■ **Task description**: In the records below, find the line that contains "repository aabe67c2c2921bf8" and the line that contains "use super::Context;". Set down exactly those lines and every line between them, and nothing more.

■ **Input for this task**:
┄┄┄┄┄┄┄┄┄┄┄┄┄┄┄┄┄┄┄┄

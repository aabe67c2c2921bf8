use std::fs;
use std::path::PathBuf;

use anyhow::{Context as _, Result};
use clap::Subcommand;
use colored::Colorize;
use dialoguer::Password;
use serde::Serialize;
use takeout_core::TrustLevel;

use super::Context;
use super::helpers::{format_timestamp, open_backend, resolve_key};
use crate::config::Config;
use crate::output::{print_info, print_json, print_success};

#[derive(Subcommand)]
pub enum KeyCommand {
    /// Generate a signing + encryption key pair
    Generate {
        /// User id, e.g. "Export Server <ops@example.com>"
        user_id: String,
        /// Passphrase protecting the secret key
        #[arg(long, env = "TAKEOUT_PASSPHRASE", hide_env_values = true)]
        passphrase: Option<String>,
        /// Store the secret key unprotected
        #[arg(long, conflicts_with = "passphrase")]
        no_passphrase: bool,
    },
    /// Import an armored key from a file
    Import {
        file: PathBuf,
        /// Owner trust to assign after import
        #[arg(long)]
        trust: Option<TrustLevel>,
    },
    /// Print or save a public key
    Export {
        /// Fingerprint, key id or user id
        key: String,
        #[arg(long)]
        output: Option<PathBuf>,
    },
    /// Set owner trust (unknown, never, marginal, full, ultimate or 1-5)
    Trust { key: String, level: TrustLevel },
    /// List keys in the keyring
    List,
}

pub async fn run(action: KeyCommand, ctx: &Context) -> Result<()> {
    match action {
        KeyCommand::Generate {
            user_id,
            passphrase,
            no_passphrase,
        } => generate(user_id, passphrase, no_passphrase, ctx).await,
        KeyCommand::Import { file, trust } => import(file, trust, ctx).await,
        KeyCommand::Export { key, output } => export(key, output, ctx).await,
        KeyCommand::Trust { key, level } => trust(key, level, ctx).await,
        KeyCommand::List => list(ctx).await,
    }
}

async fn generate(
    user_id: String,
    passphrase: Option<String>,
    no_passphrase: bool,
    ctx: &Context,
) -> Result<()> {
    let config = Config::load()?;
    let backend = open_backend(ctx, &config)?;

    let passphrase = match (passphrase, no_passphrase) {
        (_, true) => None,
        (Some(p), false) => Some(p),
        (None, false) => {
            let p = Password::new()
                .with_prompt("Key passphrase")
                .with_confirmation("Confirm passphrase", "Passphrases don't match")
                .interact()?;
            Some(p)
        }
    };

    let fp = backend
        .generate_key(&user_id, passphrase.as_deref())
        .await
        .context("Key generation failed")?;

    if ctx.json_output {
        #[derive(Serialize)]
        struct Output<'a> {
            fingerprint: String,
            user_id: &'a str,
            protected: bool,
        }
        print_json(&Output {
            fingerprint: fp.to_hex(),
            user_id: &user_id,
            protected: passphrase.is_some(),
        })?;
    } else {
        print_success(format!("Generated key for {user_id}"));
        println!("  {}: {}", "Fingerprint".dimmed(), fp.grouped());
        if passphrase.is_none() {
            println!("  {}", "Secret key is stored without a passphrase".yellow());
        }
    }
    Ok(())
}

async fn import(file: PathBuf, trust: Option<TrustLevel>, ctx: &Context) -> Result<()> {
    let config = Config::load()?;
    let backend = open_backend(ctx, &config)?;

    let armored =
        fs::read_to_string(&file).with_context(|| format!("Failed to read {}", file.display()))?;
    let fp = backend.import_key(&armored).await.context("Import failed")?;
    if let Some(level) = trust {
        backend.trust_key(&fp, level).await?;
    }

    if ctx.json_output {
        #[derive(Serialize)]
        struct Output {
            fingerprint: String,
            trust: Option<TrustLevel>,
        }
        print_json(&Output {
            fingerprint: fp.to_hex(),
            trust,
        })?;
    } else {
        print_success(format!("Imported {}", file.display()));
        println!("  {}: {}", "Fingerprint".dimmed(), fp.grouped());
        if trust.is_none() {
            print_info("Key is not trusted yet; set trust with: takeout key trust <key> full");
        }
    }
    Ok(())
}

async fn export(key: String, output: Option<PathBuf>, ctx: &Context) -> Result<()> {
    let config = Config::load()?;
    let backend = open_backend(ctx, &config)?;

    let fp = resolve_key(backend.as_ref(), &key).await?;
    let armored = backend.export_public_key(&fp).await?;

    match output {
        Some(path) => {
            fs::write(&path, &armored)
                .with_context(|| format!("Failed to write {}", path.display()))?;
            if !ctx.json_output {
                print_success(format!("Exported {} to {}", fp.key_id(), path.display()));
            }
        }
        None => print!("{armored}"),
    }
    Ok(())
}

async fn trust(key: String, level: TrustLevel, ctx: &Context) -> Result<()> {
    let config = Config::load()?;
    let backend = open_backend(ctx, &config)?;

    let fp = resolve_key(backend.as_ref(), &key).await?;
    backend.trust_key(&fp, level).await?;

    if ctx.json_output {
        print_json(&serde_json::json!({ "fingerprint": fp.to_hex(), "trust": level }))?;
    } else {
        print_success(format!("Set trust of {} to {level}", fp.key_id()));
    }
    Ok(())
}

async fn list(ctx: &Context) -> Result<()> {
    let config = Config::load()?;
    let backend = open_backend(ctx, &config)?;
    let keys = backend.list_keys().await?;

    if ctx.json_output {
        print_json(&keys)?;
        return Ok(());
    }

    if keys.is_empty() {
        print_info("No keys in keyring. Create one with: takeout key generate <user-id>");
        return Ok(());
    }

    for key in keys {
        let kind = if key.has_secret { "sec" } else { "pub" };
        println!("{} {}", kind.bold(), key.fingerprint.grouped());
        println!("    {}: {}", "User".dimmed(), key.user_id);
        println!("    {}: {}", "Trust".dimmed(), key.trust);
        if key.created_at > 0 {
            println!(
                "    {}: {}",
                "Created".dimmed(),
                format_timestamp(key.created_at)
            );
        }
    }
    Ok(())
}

┄┄┄┄┄┄┄┄┄┄┄┄┄┄┄┄┄┄┄┄

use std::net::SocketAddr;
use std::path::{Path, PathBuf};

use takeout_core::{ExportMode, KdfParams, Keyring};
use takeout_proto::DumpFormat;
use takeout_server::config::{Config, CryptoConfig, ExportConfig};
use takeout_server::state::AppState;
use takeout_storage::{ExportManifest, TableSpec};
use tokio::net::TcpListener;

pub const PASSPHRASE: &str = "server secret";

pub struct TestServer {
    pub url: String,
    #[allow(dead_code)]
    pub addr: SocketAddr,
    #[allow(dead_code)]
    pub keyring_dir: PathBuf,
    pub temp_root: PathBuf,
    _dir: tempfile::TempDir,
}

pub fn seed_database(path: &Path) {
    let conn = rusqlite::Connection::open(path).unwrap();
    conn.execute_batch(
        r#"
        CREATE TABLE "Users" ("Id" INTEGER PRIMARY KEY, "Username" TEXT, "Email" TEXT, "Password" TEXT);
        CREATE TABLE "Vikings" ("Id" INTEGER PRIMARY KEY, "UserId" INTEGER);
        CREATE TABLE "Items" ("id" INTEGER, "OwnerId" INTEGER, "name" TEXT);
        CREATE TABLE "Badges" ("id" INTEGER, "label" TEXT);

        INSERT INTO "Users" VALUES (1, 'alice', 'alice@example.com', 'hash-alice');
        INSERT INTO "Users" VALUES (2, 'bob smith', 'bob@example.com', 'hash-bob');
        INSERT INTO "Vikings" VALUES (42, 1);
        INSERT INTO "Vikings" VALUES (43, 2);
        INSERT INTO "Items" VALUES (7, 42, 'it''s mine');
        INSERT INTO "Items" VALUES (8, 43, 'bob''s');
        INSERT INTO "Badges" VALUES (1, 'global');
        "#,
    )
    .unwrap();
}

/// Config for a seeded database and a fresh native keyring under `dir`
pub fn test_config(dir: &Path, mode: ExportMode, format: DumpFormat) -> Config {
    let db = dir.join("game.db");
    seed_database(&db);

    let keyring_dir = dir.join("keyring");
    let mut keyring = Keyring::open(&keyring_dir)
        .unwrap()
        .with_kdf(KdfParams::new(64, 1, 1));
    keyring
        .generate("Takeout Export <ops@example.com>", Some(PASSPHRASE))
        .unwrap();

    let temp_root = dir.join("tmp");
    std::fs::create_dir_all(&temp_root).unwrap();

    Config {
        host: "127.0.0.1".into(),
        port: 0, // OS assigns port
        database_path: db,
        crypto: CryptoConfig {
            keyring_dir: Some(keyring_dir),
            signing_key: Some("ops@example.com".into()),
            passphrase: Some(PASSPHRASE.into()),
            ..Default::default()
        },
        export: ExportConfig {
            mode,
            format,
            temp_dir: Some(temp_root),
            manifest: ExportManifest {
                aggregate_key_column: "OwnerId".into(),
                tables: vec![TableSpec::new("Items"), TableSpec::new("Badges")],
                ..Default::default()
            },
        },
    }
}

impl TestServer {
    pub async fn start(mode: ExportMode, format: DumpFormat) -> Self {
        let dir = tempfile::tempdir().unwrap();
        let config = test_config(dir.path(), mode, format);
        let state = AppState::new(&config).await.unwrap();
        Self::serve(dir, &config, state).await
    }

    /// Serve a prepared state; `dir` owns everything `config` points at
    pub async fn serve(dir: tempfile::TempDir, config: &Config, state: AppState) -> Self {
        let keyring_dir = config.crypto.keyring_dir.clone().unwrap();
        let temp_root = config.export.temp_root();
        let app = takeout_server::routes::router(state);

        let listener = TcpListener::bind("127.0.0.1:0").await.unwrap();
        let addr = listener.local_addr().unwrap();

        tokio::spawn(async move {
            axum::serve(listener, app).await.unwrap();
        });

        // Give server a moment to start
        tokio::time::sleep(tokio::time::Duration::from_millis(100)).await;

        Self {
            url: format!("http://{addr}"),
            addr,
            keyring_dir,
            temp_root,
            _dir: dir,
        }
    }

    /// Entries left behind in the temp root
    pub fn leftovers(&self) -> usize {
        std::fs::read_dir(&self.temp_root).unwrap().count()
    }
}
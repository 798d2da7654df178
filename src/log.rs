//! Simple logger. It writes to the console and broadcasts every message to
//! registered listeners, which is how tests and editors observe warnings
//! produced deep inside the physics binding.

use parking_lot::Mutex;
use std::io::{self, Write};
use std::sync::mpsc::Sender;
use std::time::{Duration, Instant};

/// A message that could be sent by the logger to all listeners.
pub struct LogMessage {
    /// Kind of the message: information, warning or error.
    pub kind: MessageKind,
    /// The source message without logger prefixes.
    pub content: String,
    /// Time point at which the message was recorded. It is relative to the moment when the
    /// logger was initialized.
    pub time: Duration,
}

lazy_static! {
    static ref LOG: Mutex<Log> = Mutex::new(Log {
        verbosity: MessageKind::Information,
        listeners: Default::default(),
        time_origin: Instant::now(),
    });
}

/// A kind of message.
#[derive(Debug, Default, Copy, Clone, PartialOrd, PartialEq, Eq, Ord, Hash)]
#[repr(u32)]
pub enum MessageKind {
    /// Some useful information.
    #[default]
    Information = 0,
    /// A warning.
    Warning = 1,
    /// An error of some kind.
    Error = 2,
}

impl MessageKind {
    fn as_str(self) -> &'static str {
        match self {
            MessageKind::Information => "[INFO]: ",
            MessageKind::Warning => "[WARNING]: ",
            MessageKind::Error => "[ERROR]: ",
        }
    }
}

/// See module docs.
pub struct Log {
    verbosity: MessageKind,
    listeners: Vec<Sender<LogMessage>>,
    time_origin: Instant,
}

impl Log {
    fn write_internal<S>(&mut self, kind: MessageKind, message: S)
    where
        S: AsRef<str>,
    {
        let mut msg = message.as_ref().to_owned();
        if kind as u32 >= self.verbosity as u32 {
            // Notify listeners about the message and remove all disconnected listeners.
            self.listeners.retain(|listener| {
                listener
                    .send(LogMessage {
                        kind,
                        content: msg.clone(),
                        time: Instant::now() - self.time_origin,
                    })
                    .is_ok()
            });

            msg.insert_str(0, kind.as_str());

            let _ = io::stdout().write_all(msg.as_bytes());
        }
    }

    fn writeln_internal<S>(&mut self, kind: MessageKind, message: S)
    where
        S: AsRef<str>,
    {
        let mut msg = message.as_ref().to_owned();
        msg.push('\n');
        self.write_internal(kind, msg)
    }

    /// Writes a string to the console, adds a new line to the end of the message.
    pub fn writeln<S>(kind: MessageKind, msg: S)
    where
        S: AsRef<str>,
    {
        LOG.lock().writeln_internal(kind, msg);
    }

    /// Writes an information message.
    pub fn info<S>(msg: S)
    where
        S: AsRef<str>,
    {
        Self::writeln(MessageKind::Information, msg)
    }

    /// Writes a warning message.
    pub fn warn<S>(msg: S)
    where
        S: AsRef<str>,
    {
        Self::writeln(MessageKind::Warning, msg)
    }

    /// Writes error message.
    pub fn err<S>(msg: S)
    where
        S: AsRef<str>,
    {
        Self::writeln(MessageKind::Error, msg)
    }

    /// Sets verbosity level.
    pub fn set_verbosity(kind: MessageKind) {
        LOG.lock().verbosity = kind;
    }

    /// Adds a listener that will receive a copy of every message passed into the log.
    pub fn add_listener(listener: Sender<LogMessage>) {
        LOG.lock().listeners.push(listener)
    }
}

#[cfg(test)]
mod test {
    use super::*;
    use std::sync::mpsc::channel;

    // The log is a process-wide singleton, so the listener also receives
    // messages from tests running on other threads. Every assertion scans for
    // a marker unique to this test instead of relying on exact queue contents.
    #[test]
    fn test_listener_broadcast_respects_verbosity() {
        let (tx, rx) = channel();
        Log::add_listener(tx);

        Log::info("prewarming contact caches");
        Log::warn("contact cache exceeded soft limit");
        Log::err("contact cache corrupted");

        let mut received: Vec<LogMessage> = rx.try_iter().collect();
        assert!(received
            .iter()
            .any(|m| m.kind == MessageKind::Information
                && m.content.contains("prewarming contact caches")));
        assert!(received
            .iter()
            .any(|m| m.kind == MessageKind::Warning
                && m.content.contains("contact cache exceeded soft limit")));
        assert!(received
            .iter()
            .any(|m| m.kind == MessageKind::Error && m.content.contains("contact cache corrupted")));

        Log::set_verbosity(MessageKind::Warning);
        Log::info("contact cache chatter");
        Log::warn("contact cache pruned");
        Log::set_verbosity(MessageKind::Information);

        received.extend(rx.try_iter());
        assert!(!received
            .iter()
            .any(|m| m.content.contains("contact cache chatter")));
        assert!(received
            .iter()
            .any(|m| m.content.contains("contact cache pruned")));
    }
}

┄┄┄┄┄┄┄┄┄┄┄┄┄┄┄┄┄┄┄┄

■ **Solution for this problem**:
repository aabe67c2c2921bf8
use std::fs;
use std::path::PathBuf;

use anyhow::{Context as _, Result};
use clap::Subcommand;
use colored::Colorize;
use dialoguer::Password;
use serde::Serialize;
use takeout_core::TrustLevel;

use super::Context;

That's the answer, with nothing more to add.